[AVAILABLE DATA]

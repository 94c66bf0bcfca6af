//! ext-set: `set_int32`, `set_int64` and `set_string` column types backed
//! by [`OpenHashSet`].
//!
//! Functions:
//! - `set_size(s)` → INT64
//! - `set_contains(s, v)` → BOOL, null when either argument is null

pub mod open_hash_set;

use std::fmt;
use std::marker::PhantomData;

use smol_str::SmolStr;
use tyr_common::{TyrError, TyrResult};
use tyr_expression::{FunctionArg, FunctionRegistry};
use tyr_extension::Extension;
use tyr_types::{LogicalType, TypedValue};
use tyr_udt::{HostValue, UdtRef, UserDefinedType, udt_ref};

pub use open_hash_set::{OpenHashSet, SetElement};

/// Stores an `OpenHashSet<T>` as `T[]` in slot order, without nested nulls.
pub struct OpenHashSetUdt<T> {
    name: String,
    _element: PhantomData<fn() -> T>,
}

impl<T: SetElement> OpenHashSetUdt<T> {
    pub fn new() -> Self {
        Self {
            name: format!("set_{}", T::TYPE_NAME),
            _element: PhantomData,
        }
    }
}

impl<T: SetElement> Default for OpenHashSetUdt<T> {
    fn default() -> Self {
        Self::new()
    }
}

impl<T> fmt::Debug for OpenHashSetUdt<T> {
    fn fmt(&self, f: &mut fmt::Formatter<'_>) -> fmt::Result {
        f.debug_struct("OpenHashSetUdt").field("name", &self.name).finish()
    }
}

impl<T: SetElement> UserDefinedType for OpenHashSetUdt<T> {
    type Host = OpenHashSet<T>;

    fn name(&self) -> &str {
        &self.name
    }

    fn sql_type(&self) -> LogicalType {
        LogicalType::list(T::logical_type())
    }

    fn serialize(&self, host: &OpenHashSet<T>) -> TyrResult<TypedValue> {
        Ok(TypedValue::List(host.iter().map(SetElement::to_value).collect()))
    }

    fn deserialize(&self, datum: &TypedValue) -> TyrResult<OpenHashSet<T>> {
        let items = datum.as_list().ok_or_else(|| {
            TyrError::Shape(format!(
                "{} expects {}, found {}",
                self.name,
                self.sql_type(),
                datum.kind_name()
            ))
        })?;
        let mut set = OpenHashSet::with_capacity(items.len());
        for (i, item) in items.iter().enumerate() {
            let value = T::from_value(item).ok_or_else(|| {
                TyrError::Shape(format!(
                    "{} element {i}: expected {}, found {}",
                    self.name,
                    T::logical_type(),
                    item.kind_name()
                ))
            })?;
            set.insert(value);
        }
        Ok(set)
    }
}

/// Set extension: one column type per supported element type.
#[derive(Clone, Copy, Debug, Default)]
pub struct SetExtension;

impl Extension for SetExtension {
    fn name(&self) -> &str {
        "set"
    }

    fn types(&self) -> Vec<UdtRef> {
        vec![
            udt_ref(OpenHashSetUdt::<i32>::new()),
            udt_ref(OpenHashSetUdt::<i64>::new()),
            udt_ref(OpenHashSetUdt::<SmolStr>::new()),
        ]
    }

    fn register_functions(&self, registry: &mut FunctionRegistry) {
        registry.register("set_size", 1, LogicalType::Int64, |args| {
            if args[0].is_null() {
                return Ok(TypedValue::Null);
            }
            let host = host_arg(&args[0])?;
            let len = set_len::<i32>(host)
                .or_else(|| set_len::<i64>(host))
                .or_else(|| set_len::<SmolStr>(host))
                .ok_or_else(|| not_a_set(host))?;
            Ok(TypedValue::Int64(len as i64))
        });
        registry.register("set_contains", 2, LogicalType::Bool, |args| {
            if args.iter().any(FunctionArg::is_null) {
                return Ok(TypedValue::Null);
            }
            let host = host_arg(&args[0])?;
            let probe = args[1].as_value().ok_or_else(|| {
                TyrError::type_mismatch("a scalar probe value", "a host value")
            })?;
            let found = contains::<i32>(host, probe)
                .or_else(|| contains::<i64>(host, probe))
                .or_else(|| contains::<SmolStr>(host, probe))
                .ok_or_else(|| not_a_set(host))?;
            Ok(TypedValue::Bool(found))
        });
    }
}

fn host_arg(arg: &FunctionArg) -> TyrResult<&dyn HostValue> {
    arg.as_host().ok_or_else(|| {
        TyrError::type_mismatch(
            "an open hash set",
            arg.as_value().map_or("a host value", TypedValue::kind_name),
        )
    })
}

fn set_len<T: SetElement>(host: &dyn HostValue) -> Option<usize> {
    host.downcast_ref::<OpenHashSet<T>>().map(OpenHashSet::len)
}

/// `None` when `host` is not a set of `T`; `Some(false)` when the probe
/// cannot be a `T`.
fn contains<T: SetElement>(host: &dyn HostValue, probe: &TypedValue) -> Option<bool> {
    let set = host.downcast_ref::<OpenHashSet<T>>()?;
    Some(T::from_probe(probe).is_some_and(|v| set.contains(&v)))
}

fn not_a_set(host: &dyn HostValue) -> TyrError {
    TyrError::type_mismatch("an open hash set", host.host_type_name())
}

[/AVAILABLE DATA]

▸ TASK ITEM
The data given before this task must be transcribed exactly and in full.

▸ ANSWER SECTION
repository 94c66bf0bcfca6af
//! ext-set: `set_int32`, `set_int64` and `set_string` column types backed
//! by [`OpenHashSet`].
//!
//! Functions:
//! - `set_size(s)` → INT64
//! - `set_contains(s, v)` → BOOL, null when either argument is null

pub mod open_hash_set;

use std::fmt;
use std::marker::PhantomData;

use smol_str::SmolStr;
use tyr_common::{TyrError, TyrResult};
use tyr_expression::{FunctionArg, FunctionRegistry};
use tyr_extension::Extension;
use tyr_types::{LogicalType, TypedValue};
use tyr_udt::{HostValue, UdtRef, UserDefinedType, udt_ref};

pub use open_hash_set::{OpenHashSet, SetElement};

/// Stores an `OpenHashSet<T>` as `T[]` in slot order, without nested nulls.
pub struct OpenHashSetUdt<T> {
    name: String,
    _element: PhantomData<fn() -> T>,
}

impl<T: SetElement> OpenHashSetUdt<T> {
    pub fn new() -> Self {
        Self {
            name: format!("set_{}", T::TYPE_NAME),
            _element: PhantomData,
        }
    }
}

impl<T: SetElement> Default for OpenHashSetUdt<T> {
    fn default() -> Self {
        Self::new()
    }
}

impl<T> fmt::Debug for OpenHashSetUdt<T> {
    fn fmt(&self, f: &mut fmt::Formatter<'_>) -> fmt::Result {
        f.debug_struct("OpenHashSetUdt").field("name", &self.name).finish()
    }
}

impl<T: SetElement> UserDefinedType for OpenHashSetUdt<T> {
    type Host = OpenHashSet<T>;

    fn name(&self) -> &str {
        &self.name
    }

    fn sql_type(&self) -> LogicalType {
        LogicalType::list(T::logical_type())
    }

    fn serialize(&self, host: &OpenHashSet<T>) -> TyrResult<TypedValue> {
        Ok(TypedValue::List(host.iter().map(SetElement::to_value).collect()))
    }

    fn deserialize(&self, datum: &TypedValue) -> TyrResult<OpenHashSet<T>> {
        let items = datum.as_list().ok_or_else(|| {
            TyrError::Shape(format!(
                "{} expects {}, found {}",
                self.name,
                self.sql_type(),
                datum.kind_name()
            ))
        })?;
        let mut set = OpenHashSet::with_capacity(items.len());
        for (i, item) in items.iter().enumerate() {
            let value = T::from_value(item).ok_or_else(|| {
                TyrError::Shape(format!(
                    "{} element {i}: expected {}, found {}",
                    self.name,
                    T::logical_type(),
                    item.kind_name()
                ))
            })?;
            set.insert(value);
        }
        Ok(set)
    }
}

/// Set extension: one column type per supported element type.
#[derive(Clone, Copy, Debug, Default)]
pub struct SetExtension;

impl Extension for SetExtension {
    fn name(&self) -> &str {
        "set"
    }

    fn types(&self) -> Vec<UdtRef> {
        vec![
            udt_ref(OpenHashSetUdt::<i32>::new()),
            udt_ref(OpenHashSetUdt::<i64>::new()),
            udt_ref(OpenHashSetUdt::<SmolStr>::new()),
        ]
    }

    fn register_functions(&self, registry: &mut FunctionRegistry) {
        registry.register("set_size", 1, LogicalType::Int64, |args| {
            if args[0].is_null() {
                return Ok(TypedValue::Null);
            }
            let host = host_arg(&args[0])?;
            let len = set_len::<i32>(host)
                .or_else(|| set_len::<i64>(host))
                .or_else(|| set_len::<SmolStr>(host))
                .ok_or_else(|| not_a_set(host))?;
            Ok(TypedValue::Int64(len as i64))
        });
        registry.register("set_contains", 2, LogicalType::Bool, |args| {
            if args.iter().any(FunctionArg::is_null) {
                return Ok(TypedValue::Null);
            }
            let host = host_arg(&args[0])?;
            let probe = args[1].as_value().ok_or_else(|| {
                TyrError::type_mismatch("a scalar probe value", "a host value")
            })?;
            let found = contains::<i32>(host, probe)
                .or_else(|| contains::<i64>(host, probe))
                .or_else(|| contains::<SmolStr>(host, probe))
                .ok_or_else(|| not_a_set(host))?;
            Ok(TypedValue::Bool(found))
        });
    }
}

fn host_arg(arg: &FunctionArg) -> TyrResult<&dyn HostValue> {
    arg.as_host().ok_or_else(|| {
        TyrError::type_mismatch(
            "an open hash set",
            arg.as_value().map_or("a host value", TypedValue::kind_name),
        )
    })
}

fn set_len<T: SetElement>(host: &dyn HostValue) -> Option<usize> {
    host.downcast_ref::<OpenHashSet<T>>().map(OpenHashSet::len)
}

/// `None` when `host` is not a set of `T`; `Some(false)` when the probe
/// cannot be a `T`.
fn contains<T: SetElement>(host: &dyn HostValue, probe: &TypedValue) -> Option<bool> {
    let set = host.downcast_ref::<OpenHashSet<T>>()?;
    Some(T::from_probe(probe).is_some_and(|v| set.contains(&v)))
}

fn not_a_set(host: &dyn HostValue) -> TyrError {
    TyrError::type_mismatch("an open hash set", host.host_type_name())
}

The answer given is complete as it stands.